You can stick 6TB in a single 4U Proliant from HP: http://www8.hp.com/us/en/products/servers/proliant-servers.h...

If you need a few PBs of spindle storage, hook that server up to a DDN or Panasas rack.


Very good post. Refreshing.

I think that the hype and buzzwords around Big Data and data science cause more than just bad business decisions. I believe they are also damaging the industry and creating a larger sense of disillusionment (I'm mostly thinking of "deep learning"). Not sure what this means for data science in the long term though, just thinking out loud.

I'll also add that I frequently see sledge hammers being used to hang a picture frame. By that I mean using huge clusters to run algos that would actually run in Tableau, Excel etc.


I had a conversation with a 'big data consultant' some time back. He mentioned one of his clients needed to set up a Hadoop cluster and wanted me to work with him. I said, 'why do they need a cluster, they probably don't have that much data'. His response was 'if a client wants to jump off a building, you don't say don't do it, you ask them what floor'.

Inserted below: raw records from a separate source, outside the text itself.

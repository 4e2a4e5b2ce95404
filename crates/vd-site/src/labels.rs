//! UI label lookup.

use std::fmt;

use serde::Serialize;
use vd_config::ThemeConfig;

use crate::SiteError;

/// Configurable UI label.
#[derive(Clone, Copy, Debug, PartialEq, Eq, Hash)]
pub enum LabelKey {
    DocFooterPrev,
    DocFooterNext,
    SidebarMenu,
    ReturnToTop,
    DarkModeSwitch,
    Outline,
}

impl LabelKey {
    /// Every label a rendered page needs.
    pub const ALL: [Self; 6] = [
        Self::DocFooterPrev,
        Self::DocFooterNext,
        Self::SidebarMenu,
        Self::ReturnToTop,
        Self::DarkModeSwitch,
        Self::Outline,
    ];

    /// Field path of the label in the site configuration.
    #[must_use]
    pub fn config_key(self) -> &'static str {
        match self {
            Self::DocFooterPrev => "themeConfig.docFooter.prev",
            Self::DocFooterNext => "themeConfig.docFooter.next",
            Self::SidebarMenu => "themeConfig.sidebarMenuLabel",
            Self::ReturnToTop => "themeConfig.returnToTopLabel",
            Self::DarkModeSwitch => "themeConfig.darkModeSwitchLabel",
            Self::Outline => "themeConfig.outline.label",
        }
    }
}

impl fmt::Display for LabelKey {
    fn fmt(&self, f: &mut fmt::Formatter<'_>) -> fmt::Result {
        f.write_str(self.config_key())
    }
}

/// Look up a configured label.
///
/// # Errors
///
/// Returns [`SiteError::MissingLabel`] if the label is not configured.
pub fn localize(theme: &ThemeConfig, key: LabelKey) -> Result<&str, SiteError> {
    let value = match key {
        LabelKey::DocFooterPrev => theme.doc_footer.prev.as_deref(),
        LabelKey::DocFooterNext => theme.doc_footer.next.as_deref(),
        LabelKey::SidebarMenu => theme.sidebar_menu_label.as_deref(),
        LabelKey::ReturnToTop => theme.return_to_top_label.as_deref(),
        LabelKey::DarkModeSwitch => theme.dark_mode_switch_label.as_deref(),
        LabelKey::Outline => theme.outline.label.as_deref(),
    };
    value.ok_or(SiteError::MissingLabel(key))
}

/// UI labels of a page. Labels left out of the configuration are `None` and
/// fall back to the theme's defaults.
#[derive(Clone, Debug, Default, PartialEq, Eq, Serialize)]
#[serde(rename_all = "camelCase")]
pub struct UiLabels<'a> {
    #[serde(skip_serializing_if = "Option::is_none")]
    pub prev: Option<&'a str>,
    #[serde(skip_serializing_if = "Option::is_none")]
    pub next: Option<&'a str>,
    #[serde(skip_serializing_if = "Option::is_none")]
    pub sidebar_menu: Option<&'a str>,
    #[serde(skip_serializing_if = "Option::is_none")]
    pub return_to_top: Option<&'a str>,
    #[serde(skip_serializing_if = "Option::is_none")]
    pub dark_mode_switch: Option<&'a str>,
    #[serde(skip_serializing_if = "Option::is_none")]
    pub outline: Option<&'a str>,
}

impl<'a> UiLabels<'a> {
    /// Collect every configured label.
    pub fn resolve(theme: &'a ThemeConfig) -> Self {
        let label = move |key: LabelKey| localize(theme, key).ok();
        Self {
            prev: label(LabelKey::DocFooterPrev),
            next: label(LabelKey::DocFooterNext),
            sidebar_menu: label(LabelKey::SidebarMenu),
            return_to_top: label(LabelKey::ReturnToTop),
            dark_mode_switch: label(LabelKey::DarkModeSwitch),
            outline: label(LabelKey::Outline),
        }
    }
}

#[cfg(test)]
mod tests {
    use vd_config::SiteConfig;

    use super::*;

    const COURSE_TOML: &str = include_str!("../../../vd.toml");

    #[test]
    fn test_localize_course_labels() {
        let config = SiteConfig::from_toml_str(COURSE_TOML).unwrap();
        let theme = &config.theme_config;

        assert_eq!(localize(theme, LabelKey::DocFooterPrev).unwrap(), "上一节");
        assert_eq!(localize(theme, LabelKey::DocFooterNext).unwrap(), "下一节");
        assert_eq!(localize(theme, LabelKey::SidebarMenu).unwrap(), "菜单");
        assert_eq!(localize(theme, LabelKey::ReturnToTop).unwrap(), "回到顶部");
        assert_eq!(localize(theme, LabelKey::DarkModeSwitch).unwrap(), "主题");
        assert_eq!(localize(theme, LabelKey::Outline).unwrap(), "本页目录");
    }

    #[test]
    fn test_localize_all_course_labels_present() {
        let config = SiteConfig::from_toml_str(COURSE_TOML).unwrap();
        for key in LabelKey::ALL {
            assert!(localize(&config.theme_config, key).is_ok(), "{key} missing");
        }
    }

    #[test]
    fn test_localize_missing_label() {
        let theme = ThemeConfig::default();
        let err = localize(&theme, LabelKey::ReturnToTop).unwrap_err();
        assert!(matches!(err, SiteError::MissingLabel(LabelKey::ReturnToTop)));
        assert!(err.to_string().contains("themeConfig.returnToTopLabel"));
    }

    #[test]
    fn test_ui_labels_keep_configured_subset() {
        let mut theme = ThemeConfig::default();
        theme.doc_footer.prev = Some("Prev".to_owned());

        let labels = UiLabels::resolve(&theme);

        assert_eq!(
            labels,
            UiLabels {
                prev: Some("Prev"),
                ..UiLabels::default()
            }
        );
    }
}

Firstly, someone needs to explain to me why smart people get worked up over vendor marketing. Since the beginning of time it has always been about exaggerated claims, bold, specific numbers e.g. 80% better and always targets those who make purchasing decisions. Do people really expect them to say, "Hey our product is great but you know you probably don't need it. But maybe buy it anyway ?".

Secondly, the author seems to have conflated two different parts of the data science picture. Yes great analysts who do amazing work is important. But it relies on (a) having data available and (b) in the right format. For those of us doing significant volume ingestions it is not trivial to do this. Hadoop is painfully slow and overall data science end to end tooling is slow, fragmented and incomplete. Some of us do need vendors to be bold and coming up with new technologies/approaches.

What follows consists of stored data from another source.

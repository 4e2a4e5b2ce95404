//! Page routes discovered from the docs tree, and link validation.

use std::collections::BTreeSet;
use std::fs;
use std::path::Path;

use vd_config::{NavItem, SiteConfig};

use crate::route;
use crate::{InvalidLink, SiteError};

/// Set of page routes available in the docs tree.
///
/// Routes carry a leading slash: `guide/first-chat.md` is `/guide/first-chat`,
/// `guide/index.md` is `/guide/` and the root `index.md` is `/`.
#[derive(Clone, Debug, Default, PartialEq, Eq)]
pub struct PageIndex {
    routes: BTreeSet<String>,
}

impl PageIndex {
    /// Walk `source_dir` and collect the route of every Markdown file.
    ///
    /// Hidden files and directories (such as `.vitepress`) are skipped.
    /// Returns an empty index if the directory doesn't exist.
    pub fn scan(source_dir: &Path) -> Self {
        let mut routes = BTreeSet::new();
        if source_dir.exists() {
            scan_directory(source_dir, "/", &mut routes);
        } else {
            tracing::warn!(path = %source_dir.display(), "Docs directory does not exist");
        }
        tracing::debug!(page_count = routes.len(), "Page scan completed");
        Self { routes }
    }

    /// Build an index from known routes.
    pub fn from_routes<I, S>(routes: I) -> Self
    where
        I: IntoIterator<Item = S>,
        S: Into<String>,
    {
        Self {
            routes: routes.into_iter().map(Into::into).collect(),
        }
    }

    /// Whether `link` names an existing page.
    ///
    /// `/guide` also matches a `/guide/` index page.
    pub fn resolves(&self, link: &str) -> bool {
        let Some(route) = route::normalize(link) else {
            return true;
        };
        self.routes.contains(&route)
            || (!route.ends_with('/') && self.routes.contains(&format!("{route}/")))
    }

    /// Routes in sorted order.
    pub fn routes(&self) -> impl Iterator<Item = &str> {
        self.routes.iter().map(String::as_str)
    }

    pub fn len(&self) -> usize {
        self.routes.len()
    }

    pub fn is_empty(&self) -> bool {
        self.routes.is_empty()
    }
}

fn scan_directory(dir_path: &Path, url_prefix: &str, routes: &mut BTreeSet<String>) {
    let Ok(entries) = fs::read_dir(dir_path) else {
        tracing::warn!(path = %dir_path.display(), "Failed to read directory");
        return;
    };

    for entry in entries.filter_map(Result::ok) {
        let name = entry.file_name().to_string_lossy().into_owned();
        if name.starts_with('.') {
            continue;
        }

        let path = entry.path();
        if entry.file_type().is_ok_and(|t| t.is_dir()) {
            scan_directory(&path, &format!("{url_prefix}{name}/"), routes);
        } else if let Some(stem) = name.strip_suffix(".md") {
            if stem == "index" {
                routes.insert(url_prefix.to_owned());
            } else {
                routes.insert(format!("{url_prefix}{stem}"));
            }
        }
    }
}

fn check_link(
    pages: &PageIndex,
    item: &NavItem,
    location: impl FnOnce() -> String,
    invalid: &mut Vec<InvalidLink>,
) {
    if !pages.resolves(&item.link) {
        invalid.push(InvalidLink {
            location: location(),
            text: item.text.clone(),
            link: item.link.clone(),
        });
    }
}

/// Check that every nav and sidebar link resolves to a page.
///
/// External links are not checked. All failures are reported together.
///
/// # Errors
///
/// Returns [`SiteError::InvalidLinks`] listing every unresolved link.
pub fn validate_links(config: &SiteConfig, pages: &PageIndex) -> Result<(), SiteError> {
    let theme = &config.theme_config;
    let mut invalid = Vec::new();

    for item in &theme.nav {
        check_link(pages, item, || "nav".to_owned(), &mut invalid);
    }
    for (prefix, entries) in &theme.sidebar {
        for entry in entries {
            for item in &entry.items {
                let location = || format!("sidebar \"{prefix}\" > {}", entry.text);
                check_link(pages, item, location, &mut invalid);
            }
        }
    }

    if invalid.is_empty() {
        Ok(())
    } else {
        Err(SiteError::InvalidLinks(invalid))
    }
}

And the point about IBM is just stupid. Did you ever think that maybe Watson DID help them slow their sales losses ? Weird that a data scientist would make predictions based on inadequate data.


You are 100% correct that data availability is always the first problem to solve. However, I think this is addressed indirectly in his thesis that advanced analytics are brittle in a rapidly changing business. Any change that breaks your data by definition breaks your models.


>Secondly, the author seems to have conflated two different parts of the data science picture. Yes great analysts who do amazing work is important. But it relies on (a) having data available and (b) in the right format. For those of us doing significant volume ingestions it is not trivial to do this. Hadoop is painfully slow and overall data science end to end tooling is slow, fragmented and incomplete. Some of us do need vendors to be bold and coming up with new technologies/approaches.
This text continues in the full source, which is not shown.